Doch was treibt er sonst? Einerseits ist er angeblich vor den Römern
geflohen, andererseits hat er irgendwie mit dem zu tun, was draußen abläuft, nämlich
eine martialische Revolte zeitgleich mit so etwas Ähnlichem wie dem
Weltuntergang. Mithin ist Liebe unter Vorbehalt angesagt.
Aus noch heiterem Himmel steht da also eine seltsam kostümierte und
behelmte Gestalt auf einem Kühlschrank und reckt einen Stein in die Luft. Ein
Faktotum, das sich als Regieassistent Felix entpuppt, hält den Mann für einen
Bewerber, der den Vorspiel-Termin verpasst hat. Als sich der Fremde aber als
klassischer Germane Helmbrecht outet, kriegt er Kaffee von Felix und darf Romeo
spielen; denn der eigentlich vorgesehene Darsteller ist nicht zur Probe
erschienen.
Das hat komische Effekte. Durchaus. Substanziell allerdings begibt sich
in diesem »Schauspiel in vier Tagen« mit viel szenischem Leerlauf und noch
mehr psychologischem Geschwätz nicht mehr als ein sattsam durchgespielter
Dreiecks-Konflikt. Anna, von Nina Hoss als nervösspröde, gestresste
Schauspielerin vorgeführt, verguckt sich in der Balkon-Szene, die der liebesberauschte
Helmbrecht karnevalistisch hochputscht, in den strammen Helden. Hinterher
kommt's ihr seltsam vor. Der Herr Germane bleibt fremd (von Hubertus Hartmann
tiefstimmig als hübsch naiv, aber lernfähig vorgeführt); Felix hingegen, der
eifersüchtige Regieassistent, hat denn doch mehr zivilisatorisch
vertrauenerweckenden Umgang (von Guntram Brattia als ehrgeiziger Insider gezeigt).

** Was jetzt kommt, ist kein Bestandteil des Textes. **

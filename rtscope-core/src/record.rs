//! 収集したカーネルオブジェクトのレコード

use crate::state::state_name;
use std::fmt;

/// 読み取れなかったフィールドを表す記号
pub const MISSING: &str = "-";

/// カーネルのビルドによっては存在しないフィールド
#[derive(Debug, Clone, Copy, PartialEq, Eq)]
pub enum Field<T> {
    /// 読み取れた値
    Present(T),
    /// メンバーが存在しないか評価に失敗した（`-` と表示）
    Missing,
}

impl<T> Field<T> {
    /// 値があれば取得する
    pub fn value(&self) -> Option<&T> {
        match self {
            Field::Present(v) => Some(v),
            Field::Missing => None,
        }
    }

    pub fn is_missing(&self) -> bool {
        matches!(self, Field::Missing)
    }
}

impl<T> From<Option<T>> for Field<T> {
    fn from(value: Option<T>) -> Self {
        value.map_or(Field::Missing, Field::Present)
    }
}

impl<T: fmt::Display> fmt::Display for Field<T> {
    fn fmt(&self, f: &mut fmt::Formatter<'_>) -> fmt::Result {
        match self {
            Field::Present(v) => fmt::Display::fmt(v, f),
            Field::Missing => f.write_str(MISSING),
        }
    }
}

/// スレッド名
#[derive(Debug, Clone, PartialEq, Eq)]
pub enum ThreadName {
    /// 名前の文字列
    Named(String),
    /// 名前ポインタがNULL（`<no name>` と表示）
    Anonymous,
    /// 名前メンバーが存在しないか読み取りに失敗した（`-` と表示）
    Missing,
}

impl fmt::Display for ThreadName {
    fn fmt(&self, f: &mut fmt::Formatter<'_>) -> fmt::Result {
        match self {
            ThreadName::Named(name) => f.write_str(name),
            ThreadName::Anonymous => f.write_str("<no name>"),
            ThreadName::Missing => f.write_str(MISSING),
        }
    }
}

/// スレッド状態コード
#[derive(Debug, Clone, Copy, PartialEq, Eq)]
pub struct ThreadState {
    pub code: u64,
}

impl ThreadState {
    pub fn new(code: u64) -> Self {
        Self { code }
    }

    /// 状態名（範囲外なら `unknown`）
    pub fn name(&self) -> &'static str {
        state_name(self.code)
    }
}

impl fmt::Display for ThreadState {
    fn fmt(&self, f: &mut fmt::Formatter<'_>) -> fmt::Result {
        f.write_str(self.name())
    }
}

/// レジストリ上のスレッド
#[derive(Debug, Clone, PartialEq, Eq)]
pub struct ThreadRecord {
    /// スレッド制御ブロックのアドレス
    pub address: u64,
    /// 保存されたスタックポインタ
    pub stack: Field<u64>,
    pub name: ThreadName,
    pub state: ThreadState,
    pub flags: u64,
    pub priority: u64,
    /// 参照カウント
    pub refs: Field<u64>,
    /// 稼働時間カウンタ
    pub time: Field<u64>,
    /// 待機中のオブジェクト
    pub wait_object: Field<u64>,
}

/// デルタリスト上の仮想タイマ
#[derive(Debug, Clone, Copy, PartialEq, Eq)]
pub struct TimerRecord {
    /// タイマブロックのアドレス
    pub address: u64,
    /// 直前のタイマからの相対ティック数
    pub delta: u64,
    /// コールバック関数
    pub func: u64,
    /// コールバック引数
    pub par: u64,
}

/// トレースバッファのコンテキストスイッチイベント
#[derive(Debug, Clone, Copy, PartialEq, Eq)]
pub struct TraceEvent {
    /// 最新イベントからの相対インデックス
    pub index: i64,
    pub time: u64,
    /// 切り替え先のスレッド
    pub thread: u64,
    pub wait_object: u64,
    pub state: ThreadState,
}

/// 挿入順を保持するレコードの集合
///
/// キーの順序は走査順そのものなので、ハッシュ順の集合は使わない。
#[derive(Debug, Clone, PartialEq, Eq)]
pub struct Records<K, V> {
    entries: Vec<(K, V)>,
}

impl<K, V> Records<K, V> {
    pub fn new() -> Self {
        Self {
            entries: Vec::new(),
        }
    }

    pub fn len(&self) -> usize {
        self.entries.len()
    }

    pub fn is_empty(&self) -> bool {
        self.entries.is_empty()
    }

    /// 挿入順にキーを取得する
    pub fn keys(&self) -> impl Iterator<Item = &K> {
        self.entries.iter().map(|(k, _)| k)
    }

    /// 挿入順に値を取得する
    pub fn values(&self) -> impl Iterator<Item = &V> {
        self.entries.iter().map(|(_, v)| v)
    }

    /// 挿入順にエントリを取得する
    pub fn iter(&self) -> impl Iterator<Item = (&K, &V)> {
        self.entries.iter().map(|(k, v)| (k, v))
    }
}

impl<K: PartialEq, V> Records<K, V> {
    /// エントリを追加する
    ///
    /// 既存のキーなら位置を保ったまま値を置き換え、古い値を返す。
    pub fn insert(&mut self, key: K, value: V) -> Option<V> {
        match self.entries.iter_mut().find(|(k, _)| *k == key) {
            Some((_, slot)) => Some(std::mem::replace(slot, value)),
            None => {
                self.entries.push((key, value));
                None
            }
        }
    }

    pub fn get(&self, key: &K) -> Option<&V> {
        self.entries.iter().find(|(k, _)| k == key).map(|(_, v)| v)
    }

    pub fn contains_key(&self, key: &K) -> bool {
        self.get(key).is_some()
    }
}

impl<K: fmt::Display, V> Records<K, V> {
    /// キーを10進数テキストで取得する
    pub fn key_strings(&self) -> Vec<String> {
        self.keys().map(|k| k.to_string()).collect()
    }
}

impl<K, V> Default for Records<K, V> {
    fn default() -> Self {
        Self::new()
    }
}

impl<K, V> IntoIterator for Records<K, V> {
    type Item = (K, V);
    type IntoIter = std::vec::IntoIter<(K, V)>;

    fn into_iter(self) -> Self::IntoIter {
        self.entries.into_iter()
    }
}

/// スレッドアドレス -> スレッド
pub type ThreadMap = Records<u64, ThreadRecord>;

/// タイマアドレス -> タイマ
pub type TimerMap = Records<u64, TimerRecord>;

/// 相対インデックス -> トレースイベント
pub type TraceMap = Records<i64, TraceEvent>;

Im Stuttgarter Theater im Depot hatte man den Text des Kulissen-Reißers
benutzt, um die Verderbtheit der Theaterleute zu demonstrieren, die, obwohl draußen
offenbar alles drunter und drüber geht, unverdrossen einen »Weltmoment«
probieren, die Balkon-Szene aus Shakespeares »Romeo und Julia«. In Münster wird
vor allem der edle Germane vorgeführt, dessen elementare, noch nicht von der
Zivilisation versaute Empfindungsfähigkeit die Julia-Darstellerin Anna glatt
umhaut. Regisseur Stefan Otteni an den Kammerspielen (1989 »Clavigo« am Maxim
Gorki Theater) stellt partiell szenisch her, was man gemeinhin Entfremdung
zwischen Menschen nennt. Und eben durch den »Weltmoment«, wenn sich Anna und
Helmbrecht in den Armen liegen, wird sie für eine Nacht mit kurzer Seligkeit
scheinbar überwunden.
Im Übrigen verlegt der Regisseur das mysteriöse Geschehen
aus einer Goethestraße in irgendwo nach Berlin zum Alexanderplatz und in die
Friedrichstraße. Schlüssiger wird die germanische Auferstehung dadurch nicht.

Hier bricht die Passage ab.